** Material for the task follows **

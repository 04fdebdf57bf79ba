//! Shared response envelope types for API handlers.
//!
//! All API responses use a `{ "data": ... }` envelope. Use [`DataResponse`]
//! instead of ad-hoc `serde_json::json!({ "data": ... })`.

use serde::Serialize;

use mediateca_core::catalog::PageInfo;

/// Standard `{ "data": T }` response envelope.
#[derive(Debug, Serialize)]
pub struct DataResponse<T: Serialize> {
    pub data: T,
}

/// `{ "data": [...], "pagination": {...} }` for paged listings.
#[derive(Debug, Serialize)]
pub struct PagedResponse<T: Serialize> {
    pub data: Vec<T>,
    pub pagination: PageInfo,
}
//! Authentication primitives.
//!
//! - [`password`] -- Argon2id password hashing and verification.
//! - [`jwt`] -- HS256 access-token generation and validation.
//! - [`service`] -- login, registration and token verification against the
//!   user store.

pub mod jwt;
pub mod password;
pub mod service;
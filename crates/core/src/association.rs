//! Tolerant parsing of association lists (tags, collections, sections)
//! submitted as multipart text fields.
//!
//! Clients send these in several shapes: a JSON array (`["a","b"]`, `[1,2]`),
//! a comma-separated list (`a, b`), or a bare single value (`a`). All three
//! are accepted.

use serde_json::Value;

use crate::error::CoreError;
use crate::types::DbId;

/// A parsed association field.
#[derive(Debug, Clone, PartialEq, Eq)]
pub enum AssociationList<T> {
    /// A JSON array or a comma-separated list.
    Explicit(Vec<T>),
    /// A value with no list structure at all.
    Single(T),
}

impl<T: PartialEq> AssociationList<T> {
    /// Flatten into a list with duplicates removed, keeping first occurrence.
    pub fn into_vec(self) -> Vec<T> {
        match self {
            AssociationList::Single(item) => vec![item],
            AssociationList::Explicit(items) => {
                let mut out: Vec<T> = Vec::with_capacity(items.len());
                for item in items {
                    if !out.contains(&item) {
                        out.push(item);
                    }
                }
                out
            }
        }
    }
}

/// Split a raw field into string items before typing them.
fn split_raw(raw: &str) -> AssociationList<String> {
    let trimmed = raw.trim();
    if trimmed.is_empty() {
        return AssociationList::Explicit(Vec::new());
    }

    if let Ok(Value::Array(values)) = serde_json::from_str::<Value>(trimmed) {
        let items = values
            .into_iter()
            .filter_map(|v| match v {
                Value::String(s) => Some(s.trim().to_string()),
                Value::Number(n) => Some(n.to_string()),
                _ => None,
            })
            .filter(|s| !s.is_empty())
            .collect();
        return AssociationList::Explicit(items);
    }

    if trimmed.contains(',') {
        let items = trimmed
            .split(',')
            .map(str::trim)
            .filter(|s| !s.is_empty())
            .map(str::to_string)
            .collect();
        return AssociationList::Explicit(items);
    }

    AssociationList::Single(trimmed.to_string())
}

/// Parse a list of names (tags). Never fails.
pub fn parse_names(raw: &str) -> AssociationList<String> {
    split_raw(raw)
}

/// Parse a list of numeric ids (collections, sections).
pub fn parse_ids(field: &str, raw: &str) -> Result<AssociationList<DbId>, CoreError> {
    let parse_one = |s: &str| {
        s.parse::<DbId>()
            .map_err(|_| CoreError::Validation(format!("Invalid id '{s}' in field '{field}'")))
    };
    match split_raw(raw) {
        AssociationList::Single(s) => parse_one(&s).map(AssociationList::Single),
        AssociationList::Explicit(items) => items
            .iter()
            .map(|s| parse_one(s))
            .collect::<Result<Vec<_>, _>>()
            .map(AssociationList::Explicit),
    }
}

#[cfg(test)]
mod tests {
    use assert_matches::assert_matches;

    use super::*;

    #[test]
    fn json_array_of_names() {
        let parsed = parse_names(r#"["politics", " local ", ""]"#);
        assert_eq!(
            parsed,
            AssociationList::Explicit(vec!["politics".to_string(), "local".to_string()])
        );
    }

    #[test]
    fn comma_separated_names() {
        let parsed = parse_names("a, b ,,c");
        assert_eq!(parsed.into_vec(), vec!["a", "b", "c"]);
    }

    #[test]
    fn plain_string_is_single() {
        assert_eq!(
            parse_names("  breaking news "),
            AssociationList::Single("breaking news".to_string())
        );
    }

    #[test]
    fn duplicates_are_removed_in_order() {
        let parsed = parse_names(r#"["a","b","a"]"#);
        assert_eq!(parsed.into_vec(), vec!["a", "b"]);
    }

    #[test]
    fn blank_field_is_empty_list() {
        assert_eq!(parse_names("   ").into_vec(), Vec::<String>::new());
    }

    #[test]
    fn ids_from_every_shape() {
        assert_eq!(parse_ids("sections", "[1, 2, 2]").unwrap().into_vec(), vec![1, 2]);
        assert_eq!(parse_ids("sections", r#"["3","4"]"#).unwrap().into_vec(), vec![3, 4]);
        assert_eq!(parse_ids("sections", "5,6").unwrap().into_vec(), vec![5, 6]);
        assert_eq!(parse_ids("sections", "7").unwrap(), AssociationList::Single(7));
    }

    #[test]
    fn invalid_id_is_validation_error() {
        assert_matches!(parse_ids("collections", "1,x"), Err(CoreError::Validation(msg)) if msg.contains("collections"));
        assert_matches!(parse_ids("collections", "abc"), Err(CoreError::Validation(_)));
    }
}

** End of Material for the task **

◆ **To do**
Return all of the data word for word.

◆ **Completed task**
repository 04fdebdf57bf79ba
//! Shared response envelope types for API handlers.
//!
//! All API responses use a `{ "data": ... }` envelope. Use [`DataResponse`]
//! instead of ad-hoc `serde_json::json!({ "data": ... })`.

use serde::Serialize;

use mediateca_core::catalog::PageInfo;

/// Standard `{ "data": T }` response envelope.
#[derive(Debug, Serialize)]
pub struct DataResponse<T: Serialize> {
    pub data: T,
}

/// `{ "data": [...], "pagination": {...} }` for paged listings.
#[derive(Debug, Serialize)]
pub struct PagedResponse<T: Serialize> {
    pub data: Vec<T>,
    pub pagination: PageInfo,
}
//! Authentication primitives.
//!
//! - [`password`] -- Argon2id password hashing and verification.
//! - [`jwt`] -- HS256 access-token generation and validation.
//! - [`service`] -- login, registration and token verification against the
//!   user store.

pub mod jwt;
pub mod password;
pub mod service;
filename crates/core/src/association.rs
//! Tolerant parsing of association lists (tags, collections, sections)
//! submitted as multipart text fields.
//!
//! Clients send these in several shapes: a JSON array (`["a","b"]`, `[1,2]`),
//! a comma-separated list (`a, b`), or a bare single value (`a`). All three
//! are accepted.

use serde_json::Value;

use crate::error::CoreError;
use crate::types::DbId;

/// A parsed association field.
#[derive(Debug, Clone, PartialEq, Eq)]
pub enum AssociationList<T> {
    /// A JSON array or a comma-separated list.
    Explicit(Vec<T>),
    /// A value with no list structure at all.
    Single(T),
}

impl<T: PartialEq> AssociationList<T> {
    /// Flatten into a list with duplicates removed, keeping first occurrence.
    pub fn into_vec(self) -> Vec<T> {
        match self {
            AssociationList::Single(item) => vec![item],
            AssociationList::Explicit(items) => {
                let mut out: Vec<T> = Vec::with_capacity(items.len());
                for item in items {
                    if !out.contains(&item) {
                        out.push(item);
                    }
                }
                out
            }
        }
    }
}

/// Split a raw field into string items before typing them.
fn split_raw(raw: &str) -> AssociationList<String> {
    let trimmed = raw.trim();
    if trimmed.is_empty() {
        return AssociationList::Explicit(Vec::new());
    }

    if let Ok(Value::Array(values)) = serde_json::from_str::<Value>(trimmed) {
        let items = values
            .into_iter()
            .filter_map(|v| match v {
                Value::String(s) => Some(s.trim().to_string()),
                Value::Number(n) => Some(n.to_string()),
                _ => None,
            })
            .filter(|s| !s.is_empty())
            .collect();
        return AssociationList::Explicit(items);
    }

    if trimmed.contains(',') {
        let items = trimmed
            .split(',')
            .map(str::trim)
            .filter(|s| !s.is_empty())
            .map(str::to_string)
            .collect();
        return AssociationList::Explicit(items);
    }

    AssociationList::Single(trimmed.to_string())
}

/// Parse a list of names (tags). Never fails.
pub fn parse_names(raw: &str) -> AssociationList<String> {
    split_raw(raw)
}

/// Parse a list of numeric ids (collections, sections).
pub fn parse_ids(field: &str, raw: &str) -> Result<AssociationList<DbId>, CoreError> {
    let parse_one = |s: &str| {
        s.parse::<DbId>()
            .map_err(|_| CoreError::Validation(format!("Invalid id '{s}' in field '{field}'")))
    };
    match split_raw(raw) {
        AssociationList::Single(s) => parse_one(&s).map(AssociationList::Single),
        AssociationList::Explicit(items) => items
            .iter()
            .map(|s| parse_one(s))
            .collect::<Result<Vec<_>, _>>()
            .map(AssociationList::Explicit),
    }
}

#[cfg(test)]
mod tests {
    use assert_matches::assert_matches;

    use super::*;

    #[test]
    fn json_array_of_names() {
        let parsed = parse_names(r#"["politics", " local ", ""]"#);
        assert_eq!(
            parsed,
            AssociationList::Explicit(vec!["politics".to_string(), "local".to_string()])
        );
    }

    #[test]
    fn comma_separated_names() {
        let parsed = parse_names("a, b ,,c");
        assert_eq!(parsed.into_vec(), vec!["a", "b", "c"]);
    }

    #[test]
    fn plain_string_is_single() {
        assert_eq!(
            parse_names("  breaking news "),
            AssociationList::Single("breaking news".to_string())
        );
    }

    #[test]
    fn duplicates_are_removed_in_order() {
        let parsed = parse_names(r#"["a","b","a"]"#);
        assert_eq!(parsed.into_vec(), vec!["a", "b"]);
    }

    #[test]
    fn blank_field_is_empty_list() {
        assert_eq!(parse_names("   ").into_vec(), Vec::<String>::new());
    }

    #[test]
    fn ids_from_every_shape() {
        assert_eq!(parse_ids("sections", "[1, 2, 2]").unwrap().into_vec(), vec![1, 2]);
        assert_eq!(parse_ids("sections", r#"["3","4"]"#).unwrap().into_vec(), vec![3, 4]);
        assert_eq!(parse_ids("sections", "5,6").unwrap().into_vec(), vec![5, 6]);
        assert_eq!(parse_ids("sections", "7").unwrap(), AssociationList::Single(7));
    }

    #[test]
    fn invalid_id_is_validation_error() {
        assert_matches!(parse_ids("collections", "1,x"), Err(CoreError::Validation(msg)) if msg.contains("collections"));
        assert_matches!(parse_ids("collections", "abc"), Err(CoreError::Validation(_)));
    }
}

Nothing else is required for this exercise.